Ericsson’s acquisition of Microsoft Mediaroom will usher multiscreen capabilities to the market’s leading IPTV platform and, according to one analyst, bring some love back to a product has been neglected in recent years.

Financial terms of the deal were not disclosed. Speculation before the deal was formally announced pegged it at more than $1 billion, but Ove Anebygd, vice president and head of TV at Ericsson, told Reuters that the price was in the range of $99 to $234 million. The deal is expected to close in the second half of the year, with Mediaroom, which employs about 400, to be folded into Ericsson’s Business Unit Support Solutions division.

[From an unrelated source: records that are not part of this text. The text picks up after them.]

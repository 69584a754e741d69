//! Shared fixtures for the integration tests.
#![allow(dead_code)]

use std::collections::HashMap;
use std::sync::{Arc, Mutex};
use std::time::Duration;

use async_trait::async_trait;
use chrono::{TimeZone, Utc};
use mentor_client::{
    ApiError, EssayGateway, FeedbackView, Notification, NotificationKind, Notifier, PollPhase,
};
use mentor_types::{
    Essay, EssayDraft, EssayId, EssayQuery, EssayStatus, Feedback, FeedbackId, Page, UserStats,
};
use tokio::sync::{watch, Notify};
use tokio::time::Instant;

pub fn essay(id: EssayId, status: EssayStatus) -> Essay {
    let at = Utc.with_ymd_and_hms(2024, 5, 1, 12, 0, 0).unwrap();
    Essay {
        id,
        title: format!("Essay {id}"),
        theme: "Digital inclusion in Brazil".to_string(),
        content: "Lorem ipsum dolor sit amet ".repeat(60),
        status,
        essay_type: Some("ARGUMENTATIVE".to_string()),
        word_count: None,
        created_at: at,
        updated_at: at,
        submitted_at: None,
        feedbacks: Vec::new(),
    }
}

pub fn feedback(id: FeedbackId, essay_id: EssayId, score: u32) -> Feedback {
    serde_json::from_value(serde_json::json!({
        "id": id,
        "essayId": essay_id,
        "overallScore": score,
        "competence1Score": score / 5,
        "competence2Score": score / 5,
        "competence3Score": score / 5,
        "competence4Score": score / 5,
        "competence5Score": score / 5,
        "generalComment": "Solid argumentation.",
        "type": "AI_GENERATED",
        "createdAt": "2024-05-01T12:05:00"
    }))
    .unwrap()
}

#[derive(Debug, Clone, Copy, PartialEq, Eq)]
pub enum Op {
    Create,
    Get,
    Update,
    Delete,
    List,
    ListByStatus,
    Search,
    Submit,
    Feedbacks,
    Feedback,
    UserFeedbacks,
    Stats,
}

#[derive(Debug, Clone, Copy)]
pub struct Call {
    pub op: Op,
    pub at: Instant,
}

#[derive(Default)]
struct Script {
    essays: HashMap<EssayId, Essay>,
    feedbacks: HashMap<EssayId, Vec<Feedback>>,
    calls: Vec<Call>,
    gets: u32,
    /// (get number, essay) turning the essay ANALYZED from that get on
    analyzed_at_get: Option<(u32, EssayId)>,
    /// (get number, feedback) making the feedback visible from that get on
    feedback_at_get: Option<(u32, Feedback)>,
    failing_gets: bool,
    /// Every get from this number on is rejected with a 401
    expired_at_get: Option<u32>,
    fail_submit: bool,
    fail_stats: bool,
    hold_gets: bool,
    next_id: EssayId,
}

/// In-memory gateway driven by a script, recording every call with the
/// (paused) Tokio clock.
#[derive(Default)]
pub struct FakeGateway {
    script: Mutex<Script>,
    release: Notify,
    submit_latency: Mutex<Duration>,
}

impl FakeGateway {
    pub fn new() -> Arc<Self> {
        Arc::new(Self::default())
    }

    pub fn with_essay(self: &Arc<Self>, essay: Essay) -> Arc<Self> {
        let mut script = self.script.lock().unwrap();
        script.next_id = script.next_id.max(essay.id + 1);
        script.essays.insert(essay.id, essay);
        drop(script);
        Arc::clone(self)
    }

    pub fn set_feedbacks(&self, essay_id: EssayId, feedbacks: Vec<Feedback>) {
        self.script.lock().unwrap().feedbacks.insert(essay_id, feedbacks);
    }

    pub fn analyze_at_get(&self, n: u32, essay_id: EssayId) {
        self.script.lock().unwrap().analyzed_at_get = Some((n, essay_id));
    }

    pub fn feedback_at_get(&self, n: u32, feedback: Feedback) {
        self.script.lock().unwrap().feedback_at_get = Some((n, feedback));
    }

    pub fn fail_gets(&self, fail: bool) {
        self.script.lock().unwrap().failing_gets = fail;
    }

    pub fn expire_session_at_get(&self, n: u32) {
        self.script.lock().unwrap().expired_at_get = Some(n);
    }

    pub fn fail_submit(&self, fail: bool) {
        self.script.lock().unwrap().fail_submit = fail;
    }

    pub fn fail_stats(&self, fail: bool) {
        self.script.lock().unwrap().fail_stats = fail;
    }

    /// Park every `get` until [`release_gets`](Self::release_gets).
    pub fn hold_gets(&self, hold: bool) {
        self.script.lock().unwrap().hold_gets = hold;
    }

    pub fn release_gets(&self) {
        self.script.lock().unwrap().hold_gets = false;
        self.release.notify_waiters();
    }

    pub fn set_submit_latency(&self, latency: Duration) {
        *self.submit_latency.lock().unwrap() = latency;
    }

    pub fn calls(&self) -> Vec<Call> {
        self.script.lock().unwrap().calls.clone()
    }

    pub fn count(&self, op: Op) -> usize {
        self.calls().iter().filter(|c| c.op == op).count()
    }

    pub fn times(&self, op: Op) -> Vec<Instant> {
        self.calls()
            .iter()
            .filter(|c| c.op == op)
            .map(|c| c.at)
            .collect()
    }

    pub fn server_essay(&self, id: EssayId) -> Option<Essay> {
        self.script.lock().unwrap().essays.get(&id).cloned()
    }

    fn record(&self, op: Op) {
        self.script.lock().unwrap().calls.push(Call {
            op,
            at: Instant::now(),
        });
    }

    fn not_found(id: EssayId) -> ApiError {
        ApiError::Client {
            status: 404,
            message: format!("Essay {id} not found"),
        }
    }

    fn unavailable() -> ApiError {
        ApiError::Server {
            status: 503,
            message: "Service Unavailable".to_string(),
        }
    }
}

#[async_trait]
impl EssayGateway for FakeGateway {
    async fn create(&self, draft: &EssayDraft) -> Result<Essay, ApiError> {
        self.record(Op::Create);
        let mut script = self.script.lock().unwrap();
        script.next_id = script.next_id.max(1);
        let id = script.next_id;
        script.next_id += 1;
        let mut created = essay(id, EssayStatus::Draft);
        created.title = draft.title.clone();
        created.theme = draft.theme.clone();
        created.content = draft.content.clone();
        script.essays.insert(id, created.clone());
        Ok(created)
    }

    async fn get(&self, id: EssayId) -> Result<Essay, ApiError> {
        self.record(Op::Get);
        let held = self.script.lock().unwrap().hold_gets;
        if held {
            self.release.notified().await;
        }

        let mut script = self.script.lock().unwrap();
        script.gets += 1;
        let n = script.gets;
        if script.failing_gets {
            return Err(Self::unavailable());
        }
        if script.expired_at_get.is_some_and(|at| n >= at) {
            return Err(ApiError::Authentication("Token expired".to_string()));
        }
        if let Some((at, essay_id)) = script.analyzed_at_get {
            if n >= at {
                if let Some(e) = script.essays.get_mut(&essay_id) {
                    e.status = EssayStatus::Analyzed;
                }
            }
        }
        if let Some((at, fb)) = script.feedback_at_get.clone() {
            if n >= at {
                let essay_id = fb.essay_id.unwrap_or(id);
                script.feedbacks.insert(essay_id, vec![fb]);
            }
        }
        script.essays.get(&id).cloned().ok_or_else(|| Self::not_found(id))
    }

    async fn update(&self, id: EssayId, draft: &EssayDraft) -> Result<Essay, ApiError> {
        self.record(Op::Update);
        let mut script = self.script.lock().unwrap();
        let essay = script
            .essays
            .get_mut(&id)
            .ok_or_else(|| Self::not_found(id))?;
        essay.title = draft.title.clone();
        essay.theme = draft.theme.clone();
        essay.content = draft.content.clone();
        Ok(essay.clone())
    }

    async fn delete(&self, id: EssayId) -> Result<(), ApiError> {
        self.record(Op::Delete);
        self.script
            .lock()
            .unwrap()
            .essays
            .remove(&id)
            .map(|_| ())
            .ok_or_else(|| Self::not_found(id))
    }

    async fn list(&self, query: &EssayQuery) -> Result<Page<Essay>, ApiError> {
        self.record(Op::List);
        let script = self.script.lock().unwrap();
        let mut all: Vec<Essay> = script.essays.values().cloned().collect();
        all.sort_by(|a, b| b.updated_at.cmp(&a.updated_at).then(b.id.cmp(&a.id)));
        let total = all.len() as u64;
        let start = (query.page * query.size) as usize;
        let content: Vec<Essay> = all
            .into_iter()
            .skip(start)
            .take(query.size as usize)
            .collect();
        let total_pages = ((total + query.size as u64 - 1) / query.size as u64) as u32;
        Ok(Page {
            content,
            total_elements: total,
            total_pages,
            size: query.size,
            number: query.page,
            first: query.page == 0,
            last: query.page + 1 >= total_pages,
        })
    }

    async fn list_by_status(&self, status: EssayStatus) -> Result<Vec<Essay>, ApiError> {
        self.record(Op::ListByStatus);
        let script = self.script.lock().unwrap();
        let mut found: Vec<Essay> = script
            .essays
            .values()
            .filter(|e| e.status == status)
            .cloned()
            .collect();
        found.sort_by_key(|e| e.id);
        Ok(found)
    }

    async fn search(&self, keyword: &str, page: u32, size: u32) -> Result<Page<Essay>, ApiError> {
        self.record(Op::Search);
        let script = self.script.lock().unwrap();
        let content: Vec<Essay> = script
            .essays
            .values()
            .filter(|e| e.title.contains(keyword))
            .cloned()
            .collect();
        Ok(Page {
            total_elements: content.len() as u64,
            content,
            total_pages: 1,
            size,
            number: page,
            first: true,
            last: true,
        })
    }

    async fn submit_for_analysis(&self, id: EssayId) -> Result<Essay, ApiError> {
        self.record(Op::Submit);
        let latency = *self.submit_latency.lock().unwrap();
        if !latency.is_zero() {
            tokio::time::sleep(latency).await;
        }
        let mut script = self.script.lock().unwrap();
        if script.fail_submit {
            return Err(Self::unavailable());
        }
        script.feedbacks.remove(&id);
        let essay = script
            .essays
            .get_mut(&id)
            .ok_or_else(|| Self::not_found(id))?;
        essay.status = EssayStatus::Submitted;
        essay.submitted_at = Some(Utc::now());
        Ok(essay.clone())
    }

    async fn feedbacks_for_essay(&self, id: EssayId) -> Result<Vec<Feedback>, ApiError> {
        self.record(Op::Feedbacks);
        Ok(self
            .script
            .lock()
            .unwrap()
            .feedbacks
            .get(&id)
            .cloned()
            .unwrap_or_default())
    }

    async fn feedback(&self, id: FeedbackId) -> Result<Feedback, ApiError> {
        self.record(Op::Feedback);
        self.script
            .lock()
            .unwrap()
            .feedbacks
            .values()
            .flatten()
            .find(|f| f.id == id)
            .cloned()
            .ok_or(ApiError::Client {
                status: 404,
                message: format!("Feedback {id} not found"),
            })
    }

    async fn user_feedbacks(&self) -> Result<Vec<Feedback>, ApiError> {
        self.record(Op::UserFeedbacks);
        Ok(self
            .script
            .lock()
            .unwrap()
            .feedbacks
            .values()
            .flatten()
            .cloned()
            .collect())
    }

    async fn user_stats(&self) -> Result<UserStats, ApiError> {
        self.record(Op::Stats);
        let script = self.script.lock().unwrap();
        if script.fail_stats {
            return Err(Self::unavailable());
        }
        let scores: Vec<u32> = script
            .feedbacks
            .values()
            .flatten()
            .filter_map(|f| f.overall_score)
            .collect();
        let average_score = if scores.is_empty() {
            0.0
        } else {
            scores.iter().sum::<u32>() as f64 / scores.len() as f64
        };
        Ok(UserStats {
            average_score,
            feedback_count: scores.len() as u64,
            total_essays: script.essays.len() as u64,
        })
    }
}

/// Notifier with a sink that keeps every notification.
pub fn collecting_notifier() -> (Notifier, Arc<Mutex<Vec<Notification>>>) {
    let seen = Arc::new(Mutex::new(Vec::new()));
    let notifier = Notifier::new();
    let sink = Arc::clone(&seen);
    notifier.register(Arc::new(move |n: Notification| sink.lock().unwrap().push(n)));
    (notifier, seen)
}

pub fn kinds(seen: &Arc<Mutex<Vec<Notification>>>) -> Vec<NotificationKind> {
    seen.lock().unwrap().iter().map(|n| n.kind).collect()
}

/// Wait (in virtual time) until the view satisfies `pred`.
pub async fn wait_for(
    rx: &mut watch::Receiver<FeedbackView>,
    pred: impl Fn(&FeedbackView) -> bool,
) -> FeedbackView {
    tokio::time::timeout(Duration::from_secs(3600), async {
        loop {
            {
                let view = rx.borrow_and_update();
                if pred(&view) {
                    return (*view).clone();
                }
            }
            rx.changed().await.expect("poller dropped");
        }
    })
    .await
    .expect("poller never reached the expected state")
}

pub async fn wait_for_phase(
    rx: &mut watch::Receiver<FeedbackView>,
    phase: PollPhase,
) -> FeedbackView {
    wait_for(rx, move |v| v.phase == phase).await
}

Once consummated, the deal will make Ericsson the largest supplier of IPTV middleware. According to research firm IHS, Ericsson would have a 21% share of a fragmented market, giving it a 7% lead over UT Starcom and a 3% jump on proprietary systems from set-top makers (see chart). Microsoft Mediaroom powers more than 22 million set-tops via deployments with such customers as AT&T U-verse, Deutsche Telekom, Telefonica, TELUS Optik TV and Swisscom.

The 2.0 version of Mediaroom supports multiscreen but has not scored much adoption, keeping Mediaroom relegated to a set-top-locked platform. Ericsson aims to integrate its own multiscreen product with Mediaroom and create a unified, nextgeneration IPTV platform, according to Ericsson head of TV marketing Simon Frost.

The deal will not just be good for Ericsson, but for Mediaroom customers upset with the lack of attention it’s been getting from Microsoft, Colin Dixon, chief analyst and founder of consulting firm nScreenMedia, said. U.K.-based provider BT, for instance, dumped Mediaroom last year in favor of a Linux-based client and signed on Comcast-owned subsidiary thePlatform to help manage its IP video service.

“It’s getting no love,” Dixon said of Mediaroom. “It’s seriously been neglected. It’s not central to what Microsoft is doing. Xbox is,” he said. “Ericsson’s core business is telco. They are best able to take [Mediaroom] and grow it going forward. Microsoft isn’t focused on the telcos in this way.”

Shedding Mediaroom will let Microsoft “commit 100% of its focus on consumer TV strategy with Xbox,” noted Yusuf Mehdi, corporate vice president of marketing, strategy and business for the Interactive Entertainment Business, in a blog post about the transaction.